The purpose of studying symptoms in COPD patients over time is to evaluate, among other factors, changes in their intensity, their impact on activities of daily living, adherence to drug therapy, and impairment of sleep quality; it is worth clarifying that the exacerbation of symptoms in COPD corresponds to a change in intensity that goes beyond normal daily variation. Although there is no data to indicate how the daily variation in COPD symptoms occurs,22 the most direct way to measure the impact of symptoms on activities of daily living is to include questions to evaluate this aspect in the usual anamnesis.
In this regard, two symptom assessment questionnaires have been developed: the Capacity of Daily Living during the Morning (CDLM) and the Global Chest Symptoms Questionnaire (GCSQ).23 The Saint George Respiratory Questionnaire, designed to assess quality of life in COPD and asthma patients, is also available.21 All these tools combine symptom perception with quality of life.
However, as stated above, there is no instrument that evaluates symptom variability throughout the day because, even though the CDLM instrument assesses the development of activities in the morning, it does not include the perception of all symptoms and only the day on which it is administered is evaluated. On the other hand, although the GCSQ questionnaire is quite complete and includes perception of symptoms and quality of life, it is very extensive and does not evaluate variability during the day, but rather the period corresponding to the previous year, which can generate patient memory biases.

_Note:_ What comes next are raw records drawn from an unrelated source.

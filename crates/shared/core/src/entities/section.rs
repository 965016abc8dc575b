use serde::Serialize;
use std::fmt;

/// One ordered block of the generated script
///
/// The declaration order is the emission order.
#[derive(Debug, Clone, Copy, PartialEq, Eq, Hash, PartialOrd, Ord, Serialize)]
pub enum SectionKind {
    Imports,
    Bootstrap,
    Oracle,
    Agents,
    Kernel,
    /// Optional, emitted only in RL-compatibility mode
    RlLayer,
}

impl SectionKind {
    pub const ALL: [SectionKind; 6] = [
        SectionKind::Imports,
        SectionKind::Bootstrap,
        SectionKind::Oracle,
        SectionKind::Agents,
        SectionKind::Kernel,
        SectionKind::RlLayer,
    ];

    /// Banner heading used inside the generated script
    pub fn heading(&self) -> &'static str {
        match self {
            SectionKind::Imports => "IMPORTS",
            SectionKind::Bootstrap => "GENERAL CONFIGURATION",
            SectionKind::Oracle => "ORACLE CONFIGURATION",
            SectionKind::Agents => "AGENTS CONFIGURATION",
            SectionKind::Kernel => "SIMULATION KERNEL & EXECUTION",
            SectionKind::RlLayer => "RL ENVIRONMENT INTEGRATION",
        }
    }
}

impl fmt::Display for SectionKind {
    fn fmt(&self, f: &mut fmt::Formatter<'_>) -> fmt::Result {
        f.write_str(self.heading())
    }
}

/// Immutable generated text block
#[derive(Debug, Clone, PartialEq, Eq)]
pub struct Section {
    kind: SectionKind,
    body: String,
}

impl Section {
    pub fn new(kind: SectionKind, body: impl Into<String>) -> Self {
        Self {
            kind,
            body: body.into(),
        }
    }

    pub fn kind(&self) -> SectionKind {
        self.kind
    }

    pub fn body(&self) -> &str {
        &self.body
    }

    pub fn len(&self) -> usize {
        self.body.len()
    }

    pub fn is_empty(&self) -> bool {
        self.body.is_empty()
    }
}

In contrast, the EPOC-CoVaSy instrument developed for this study offers some advantages in routine clinical practice since it evaluates three essential factors: i) symptoms and activities throughout the day, ii) sleep quality, and iii) adherence to therapy; in addition, it does so over a four-week period, which minimizes memory bias and facilitates the patient's usage of a VAS.

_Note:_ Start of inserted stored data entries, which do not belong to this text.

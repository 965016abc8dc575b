use std::fs;
use std::path::{Path, PathBuf};

use configgen_core::ResolvedConfig;
use configgen_ports::{ConfigGenError, Result};

use crate::naming::{default_config_name, sanitize_filename};

/// Where the caller wants the artifact: a directory and an optional name
#[derive(Debug, Clone, PartialEq, Eq)]
pub struct OutputRequest {
    pub dir: PathBuf,
    pub name: Option<String>,
}

impl OutputRequest {
    pub fn new(dir: impl Into<PathBuf>, name: Option<String>) -> Self {
        Self {
            dir: dir.into(),
            name,
        }
    }

    /// Bind the request to a concrete path without touching the filesystem
    pub fn plan(&self, config: &ResolvedConfig) -> Result<OutputTarget> {
        let name = match &self.name {
            Some(name) => name.clone(),
            None => default_config_name(config),
        };
        OutputTarget::plan(&self.dir, &name)
    }
}

impl Default for OutputRequest {
    fn default() -> Self {
        Self::new(".", None)
    }
}

/// Artifact path, bound once per invocation
#[derive(Debug, Clone, PartialEq, Eq)]
pub struct OutputTarget {
    dir: PathBuf,
    path: PathBuf,
}

impl OutputTarget {
    /// Sanitize `name`, create `dir` and join them
    pub fn new(dir: impl AsRef<Path>, name: &str) -> Result<Self> {
        let target = Self::plan(dir, name)?;
        target.prepare()?;
        Ok(target)
    }

    /// Sanitize `name` and join it onto `dir`; no filesystem access
    pub fn plan(dir: impl AsRef<Path>, name: &str) -> Result<Self> {
        let file_name = sanitize_filename(name)?;
        let dir = dir.as_ref().to_path_buf();
        let path = dir.join(file_name);
        Ok(Self { dir, path })
    }

    /// Create the output directory unless it is the working directory
    pub fn prepare(&self) -> Result<()> {
        if self.dir.as_os_str().is_empty() || self.dir == Path::new(".") {
            return Ok(());
        }
        fs::create_dir_all(&self.dir).map_err(|e| ConfigGenError::write(&self.dir, e))?;
        log::debug!("Output directory {} ready", self.dir.display());
        Ok(())
    }

    pub fn dir(&self) -> &Path {
        &self.dir
    }

    pub fn path(&self) -> &Path {
        &self.path
    }
}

Finally, the high correlation between the patient diary and the cross-sectional evaluation with the EPOC-CoVaSy instrument allows validating this tool and recommending the single evaluation of symptom variability in patients with COPD to determine objectively, through scores, how that variability has been in the last four weeks, without having to resort to a diary or more complex assessments.
Conclusions
Based on the findings of the present study, it can be concluded that there is slight variability in COPD symptoms over the course of the day, which should be considered when establishing treatment schemes for this disease. It was also established that the EPOC-CoVaSy is a valid instrument for measuring this variability in the Colombian population.